Subfields: Criminals; nobility; merchants; peasantry; craftspeople; warriors; loners; mages; psychics; scientists; clergy

Scripts: Understand ancient or damaged writings. Make forgeries, which can only be seen as such with an equal or higher Scripts check. Make codes, which take a Scripts check 1.5 times higher (rounded up) than your check to decode without instructions; each check to attempt decoding takes as long as you choose to have it take a reader who does have the instructions.

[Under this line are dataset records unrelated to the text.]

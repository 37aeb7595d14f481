use std::env;
use std::io::Write;

use anyhow::{Context, Result};

#[cfg(feature = "colors")]
use owo_colors::OwoColorize;

// Provide a no-op color shim when "colors" feature is disabled
#[cfg(not(feature = "colors"))]
pub mod color_shim {
    use std::fmt::{self, Display, Formatter};

    #[derive(Clone)]
    pub struct Plain(pub String);

    impl Display for Plain {
        fn fmt(&self, f: &mut Formatter<'_>) -> fmt::Result {
            f.write_str(&self.0)
        }
    }

    pub trait ColorizeShim {
        fn as_str(&self) -> &str;

        fn bold(&self) -> Plain {
            Plain(self.as_str().to_string())
        }
        fn dimmed(&self) -> Plain {
            Plain(self.as_str().to_string())
        }
        fn red(&self) -> Plain {
            Plain(self.as_str().to_string())
        }
        fn yellow(&self) -> Plain {
            Plain(self.as_str().to_string())
        }
        fn bright_black(&self) -> Plain {
            Plain(self.as_str().to_string())
        }
    }

    impl ColorizeShim for &str {
        fn as_str(&self) -> &str {
            self
        }
    }
    impl ColorizeShim for String {
        fn as_str(&self) -> &str {
            self.as_str()
        }
    }
    impl ColorizeShim for Plain {
        fn as_str(&self) -> &str {
            &self.0
        }
    }
}

#[cfg(not(feature = "colors"))]
use color_shim::ColorizeShim as OwoColorize;

use crate::locale::Lang;
use crate::models::{Block, BlocksResponse};
use crate::utils::{format_currency, format_number, format_rate};
use crate::window::{BurnRateLevel, find_active_block, session_progress};

pub const TITLE_GLYPH: &str = "🦉";

/// Number of dropdown lines a sink keeps, enough for every render.
pub const MENU_SLOTS: usize = 10;

#[derive(Debug, Clone, Copy, PartialEq, Eq)]
pub enum StatusState {
    Loading,
    Active,
    NoData,
    Inactive,
    Error,
}

impl StatusState {
    pub fn as_str(self) -> &'static str {
        match self {
            StatusState::Loading => "loading",
            StatusState::Active => "active",
            StatusState::NoData => "no-data",
            StatusState::Inactive => "inactive",
            StatusState::Error => "error",
        }
    }
}

/// One frame for the status surface: the always-visible title plus the
/// dropdown lines. Empty lines are separators and are hidden by sinks.
#[derive(Debug, Clone, PartialEq, Eq)]
pub struct RenderedStatus {
    pub state: StatusState,
    pub title: String,
    pub lines: Vec<String>,
}

impl RenderedStatus {
    fn single(state: StatusState, title: String, line: String) -> Self {
        Self {
            state,
            title,
            lines: vec![line],
        }
    }
}

pub fn compact_title(block: &Block) -> String {
    format!("{TITLE_GLYPH} ${}", format_currency(block.cost_usd))
}

/// The eight dropdown lines for an active block. Indices 1 and 5 are blank
/// separators.
pub fn detailed_lines(block: &Block, lang: Lang) -> Vec<String> {
    let (remaining, started) =
        session_progress(&block.start_time, &block.end_time, &block.actual_end_time);
    let burn = BurnRateLevel::classify(block.burn_rate.tokens_per_minute);

    vec![
        format!(
            "⏱️ {}: {} {} / {} {}",
            lang.pick("Session", "セッション"),
            lang.pick("Started", "開始"),
            started,
            lang.pick("Remaining", "残り"),
            remaining
        ),
        String::new(),
        format!(
            "💰 {}: ${}",
            lang.pick("Current Cost", "現在の費用"),
            format_currency(block.cost_usd)
        ),
        format!(
            "🔥 {}: {} ({} token/min)",
            lang.pick("Burn Rate", "消費ペース"),
            burn.label(),
            format_rate(block.burn_rate.tokens_per_minute)
        ),
        format!(
            "📊 {}: {}",
            lang.pick("Tokens Used", "使用トークン"),
            format_number(block.total_tokens)
        ),
        String::new(),
        format!(
            "📈 {}: ${}",
            lang.pick("Projected Cost", "予想最終費用"),
            format_currency(block.projection.total_cost)
        ),
        format!(
            "🎯 {}: {}{}",
            lang.pick("API Calls", "API呼び出し"),
            format_number(block.entries),
            lang.pick("", "回")
        ),
    ]
}

pub fn loading_status(lang: Lang) -> RenderedStatus {
    RenderedStatus::single(
        StatusState::Loading,
        format!("{TITLE_GLYPH} {}...", lang.pick("Loading", "読み込み中")),
        lang.pick("Loading...", "読み込み中...").to_string(),
    )
}

pub fn error_status(lang: Lang) -> RenderedStatus {
    RenderedStatus::single(
        StatusState::Error,
        format!("{TITLE_GLYPH} {}", lang.pick("Error", "エラー")),
        format!(
            "❌ {}",
            lang.pick("Failed to fetch data", "データを取得できませんでした")
        ),
    )
}

pub fn no_data_status(lang: Lang) -> RenderedStatus {
    RenderedStatus::single(
        StatusState::NoData,
        format!("{TITLE_GLYPH} {}", lang.pick("No Data", "データなし")),
        format!("⚠️ {}", lang.pick("No data available", "データがありません")),
    )
}

pub fn inactive_status(lang: Lang) -> RenderedStatus {
    RenderedStatus::single(
        StatusState::Inactive,
        format!("{TITLE_GLYPH} {}", lang.pick("Inactive", "非アクティブ")),
        format!(
            "💤 {}",
            lang.pick("No active session", "アクティブなセッションがありません")
        ),
    )
}

pub fn active_status(block: &Block, lang: Lang) -> RenderedStatus {
    RenderedStatus {
        state: StatusState::Active,
        title: compact_title(block),
        lines: detailed_lines(block, lang),
    }
}

/// Turn a successful fetch into a frame: no blocks, no active block, or the
/// first active block.
pub fn render_response(resp: &BlocksResponse, lang: Lang) -> RenderedStatus {
    if resp.blocks.is_empty() {
        return no_data_status(lang);
    }
    match find_active_block(&resp.blocks) {
        Some(block) => active_status(block, lang),
        None => inactive_status(lang),
    }
}

#[derive(Debug, Clone, Default, PartialEq, Eq)]
pub struct Slot {
    pub text: String,
    pub visible: bool,
}

/// Fixed set of index-addressed dropdown lines, retained between updates.
#[derive(Debug, Clone, PartialEq, Eq)]
pub struct MenuSlots {
    slots: Vec<Slot>,
}

impl MenuSlots {
    pub fn new(count: usize) -> Self {
        Self {
            slots: vec![Slot::default(); count],
        }
    }

    pub fn slots(&self) -> &[Slot] {
        &self.slots
    }

    pub fn visible(&self) -> impl Iterator<Item = &str> {
        self.slots
            .iter()
            .filter(|s| s.visible)
            .map(|s| s.text.as_str())
    }

    /// Show non-empty lines in order, hide blank ones and every slot past the
    /// end of `lines`. Lines beyond the slot count are dropped. A hidden slot
    /// keeps its old text. Returns whether any slot changed.
    pub fn apply(&mut self, lines: &[String]) -> bool {
        let mut changed = false;
        for (i, slot) in self.slots.iter_mut().enumerate() {
            match lines.get(i) {
                Some(text) if !text.is_empty() => {
                    if !slot.visible || slot.text != *text {
                        slot.visible = true;
                        slot.text.clone_from(text);
                        changed = true;
                    }
                }
                _ => {
                    if slot.visible {
                        slot.visible = false;
                        changed = true;
                    }
                }
            }
        }
        changed
    }
}

/// The surface a [`RenderedStatus`] is pushed into.
pub trait DisplaySink {
    fn set_title(&mut self, title: &str, state: StatusState);
    fn set_lines(&mut self, lines: &[String]);
    /// Make the latest title/lines visible to the consumer.
    fn flush(&mut self) -> Result<()>;
}

pub fn update_display<D: DisplaySink + ?Sized>(sink: &mut D, status: &RenderedStatus) -> Result<()> {
    sink.set_title(&status.title, status.state);
    sink.set_lines(&status.lines);
    sink.flush()
}

/// Shared bookkeeping for the writer-backed sinks: only emit when something
/// actually changed since the last flush.
#[derive(Debug)]
struct Surface {
    title: String,
    state: StatusState,
    menu: MenuSlots,
    dirty: bool,
}

impl Surface {
    fn new() -> Self {
        Self {
            title: String::new(),
            state: StatusState::Loading,
            menu: MenuSlots::new(MENU_SLOTS),
            dirty: false,
        }
    }

    fn set_title(&mut self, title: &str, state: StatusState) {
        if self.title != title || self.state != state {
            self.title = title.to_string();
            self.state = state;
            self.dirty = true;
        }
    }

    fn set_lines(&mut self, lines: &[String]) {
        if self.menu.apply(lines) {
            self.dirty = true;
        }
    }

    fn take_dirty(&mut self) -> bool {
        std::mem::replace(&mut self.dirty, false)
    }
}

/// Human-readable sink: redraws the title and visible lines on change.
pub struct TerminalSink<W: Write> {
    out: W,
    surface: Surface,
    plain: bool,
}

Subfields: Making new codes; deciphering codes made by people who've written things you've decoded before; ancient and damaged writings; forgeries

Supernatural Philosophy: Understand magical effects, including spells, the effects of magic items, the special abilities of creatures with a color descriptor, and psychic abilities, and recognize the effects of magical intervention. Remove gems from your body by meditating. Determining which spell is attuned to a gem is DC 4, or DC 7 if the spell is multicolored.

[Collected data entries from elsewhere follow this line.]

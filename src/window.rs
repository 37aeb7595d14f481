//! # Window Module
//!
//! Interprets ccusage blocks: picks the active window, classifies the burn
//! rate and works out how much of the window is left.

use chrono::{DateTime, FixedOffset, TimeDelta, Utc};
use tracing::debug;

use crate::models::Block;

pub const MODERATE_BURN_TPM: f64 = 300.0;
pub const HIGH_BURN_TPM: f64 = 700.0;

/// Return the first block flagged active, in the order ccusage listed them.
pub fn find_active_block(blocks: &[Block]) -> Option<&Block> {
    blocks.iter().find(|b| b.is_active)
}

#[derive(Debug, Clone, Copy, PartialEq, Eq)]
pub enum BurnRateLevel {
    Low,
    Moderate,
    High,
}

impl BurnRateLevel {
    /// Bands are `[0, 300)`, `[300, 700)` and `[700, ∞)` tokens per minute.
    /// Anything below the moderate band, negative or NaN included, is low.
    pub fn classify(tokens_per_minute: f64) -> Self {
        if tokens_per_minute >= HIGH_BURN_TPM {
            BurnRateLevel::High
        } else if tokens_per_minute >= MODERATE_BURN_TPM {
            BurnRateLevel::Moderate
        } else {
            BurnRateLevel::Low
        }
    }

    /// Glyph-tagged label. The level names are not translated.
    pub fn label(self) -> &'static str {
        match self {
            BurnRateLevel::Low => "🟢 LOW",
            BurnRateLevel::Moderate => "🟡 MODERATE",
            BurnRateLevel::High => "🔴 HIGH",
        }
    }
}

/// What to do with a timestamp that fails to parse.
///
/// Unparseable timestamps become the Unix epoch instead of an error, so a
/// malformed block still renders (with meaningless times) rather than
/// blanking the display.
#[derive(Debug, Clone, Copy, PartialEq, Eq)]
pub struct TimestampParseDefault;

impl TimestampParseDefault {
    pub fn value() -> DateTime<FixedOffset> {
        DateTime::<Utc>::UNIX_EPOCH.fixed_offset()
    }
}

/// Parse an RFC 3339 timestamp, keeping its encoded offset.
pub fn parse_timestamp(s: &str) -> DateTime<FixedOffset> {
    match DateTime::parse_from_rfc3339(s) {
        Ok(ts) => ts,
        Err(err) => {
            debug!(value = s, error = %err, "unparseable timestamp, using epoch");
            TimestampParseDefault::value()
        }
    }
}

/// Format a remaining duration as `"{m}m"` or `"{h}h {m}m"`.
///
/// Negative durations (observed end past the nominal end) clamp to zero.
pub fn format_remaining(remaining: TimeDelta) -> String {
    let total_minutes = remaining.num_minutes().max(0);
    let hours = total_minutes / 60;
    let minutes = total_minutes % 60;
    if hours > 0 {
        format!("{hours}h {minutes}m")
    } else {
        format!("{minutes}m")
    }
}

/// Returns `(remaining, started)` for a block's time bounds.
///
/// `remaining` is `end - actual_end`; `started` is the start time as `HH:MM`
/// in the offset the timestamp was encoded with.
pub fn session_progress(start: &str, end: &str, actual_end: &str) -> (String, String) {
    let start = parse_timestamp(start);
    let end = parse_timestamp(end);
    let actual = parse_timestamp(actual_end);

    let remaining = format_remaining(end - actual);
    (remaining, start.format("%H:%M").to_string())
}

Subfields: A specific tier (spell tier and monster tier); a specific color; two specific psychic bloodlines

Useless Skills: Players can invent new, overly specific and generally insignificant skills to give to their characters, like Basketweaving or Double Backflips. If the DM deems the skill sufficiently useless, the character gets a bonus to their skill checks equal to 50% of the modifier they would otherwise have in that skill, rounded up. For example, if Porcine Secundus had 32 skill points in Make Stick Houses, he'd roll 1d6+8 for checks with it, rather than 1d6+5.

Lying with Knowledge

Sometimes a person may wish to detect a lie by knowing that it's false, rather than by telling that the liar is not acting honest. In this case, both characters use the most appropriate skill, like Arcana or People, in place of Insight and Bluff. A character who tries evaluating a statement one way cannot attempt to also evaluate it with the other.

Making Up Skill Checks

When attempting to perform some task not covered by the rules, it most likely should involve some number of skill checks. The DM is obliged to choose which skills and make up appropriate DCs and action costs as necessary. The DC(s) should be known to the players before they decide whether to actually attempt the action.

Rolling to Know Things

A large part of the function of most skills is the chance for characters to be more informed about their situation. Not all knowledge has the same significance, however. If a skill's knowledge function is described above, that overrides anything contradictory below where relevant.

Plot Hook Facts

There are things the DM desperately wants the players to know, like reasons to care about a haunted castle or vital clues to some mystery. This is a chance for the characters who specialize in that field to show their cleverness and exercise their own personal interests by choosing how to exposit the data, and how accurately to do so. The DC to know a fact of this type is 7, but if nobody succeeds, the DM is encouraged to either let the highest roller (or multiple if there's a tie) know anyways, or present the data via some other means.

Critical Details

There are things the DM desperately wants the players to figure out on their own, or only later in the future, like the solution to a mystery or that the local deity who all say must be obeyed is actually an ordinary soul-devouring monster. Incredibly skilled characters should be able to deduce such things far sooner than most, so the DC for this sort of knowledge is no greater than 14.

Useful Facts

Other information does not fit into any of the above categories. For such knowledge, roll to determine how much the character knows. For facts about foreign nonlegendary topics, there is a -2 penalty to the roll, and for things that they could not possibly have already learned and would need to deduce cleverly, there is a -5 penalty to the roll.

Table: Useful Fact Acquisition

Skill Check Result
2 or less You know something untrue.
3 You have no idea.
4-5 You don't know the answer, but you know of a person or place
you could visit to find out.
6-7 You don't know the complete answer, but you have some clue.
8 or more You know the answer.

Rolling Again

If a character has already rolled to know a particular detail, they can never roll for that detail again. If they'd still like to discover the truth, they must do research or experimentation instead.